The rest of the song’s lyrics were lost as Purcell gestured down the block. “Church wants to talk to you.”

  Sylvia could see the detective conferring with two other men and a woman; they were roughly 150 feet away, at the opposite end of the block. Apparently, the command post consisted of two unmarked sedans angled together, a bomb squad van parked in between, roughly three hundred feet from City Hall’s south entrance.

  “Our supervisory agent should be here any minute,” Purcell continued. “The chief of police is on his way in from Westwood.” The federal agent exhaled a soft stream of air. “The evacuation started with the mayor’s office.”

  “The bomb’s at City Hall?”

  Purcell answered the phone instead of the question.

  Sylvia walked away from the agent, calling over her shoulder, “I didn’t ask to be part of this—you demanded my help.”

  “Where are you going?” Purcell called, hand over mouthpiece.

  Without slowing, Sylvia pointed toward Church.

  In his suit and gray fedora, LAPD badge clipped to belt, the detective paced from van to cars. He shot her a look, raising one finger in acknowledgment as he simultaneously barked into a telephone. Because of the danger of accidental detonation of a possible improvised explosive device, handheld radio communication would be kept at a minimum.

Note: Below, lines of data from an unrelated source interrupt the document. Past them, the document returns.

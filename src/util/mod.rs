//! Shared utilities

pub mod config;
pub mod context;
pub mod fs;
pub mod process;

pub use config::Config;
pub use context::GlobalContext;
pub use process::{CommandRunner, ProcessBuilder, ProcessOutput, SystemRunner};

  Sylvia glanced back over her shoulder and caught sight of two ATF agents—identifiable by their jackets—jogging across the street. Then she saw Special Agent Purcell moving forward to head them off. The top of Purcell’s dark curls would barely tickle the ATF agents’ formidable chins, but she had puffed up her chest, ready to do battle in the agency turf wars.

  If the situation ran true to form, the LAPD and the fire department and the various SOs would join in the fray—all jockeying to be top dog. Questions of agency jurisdiction weren’t easily settled, especially in dense urban areas, where indelible boundaries could never be drawn.

  Sylvia skirted the vehicles and the command post, continuing another twenty feet to the corner of First Street. She stopped near the perimeter barricades.

  She heard a baby crying, she saw the faces of curious spectators, but she wasn’t aware of individual features. Bodies and buildings seemed to melt together, glazed by heat, stress, and optical illusion.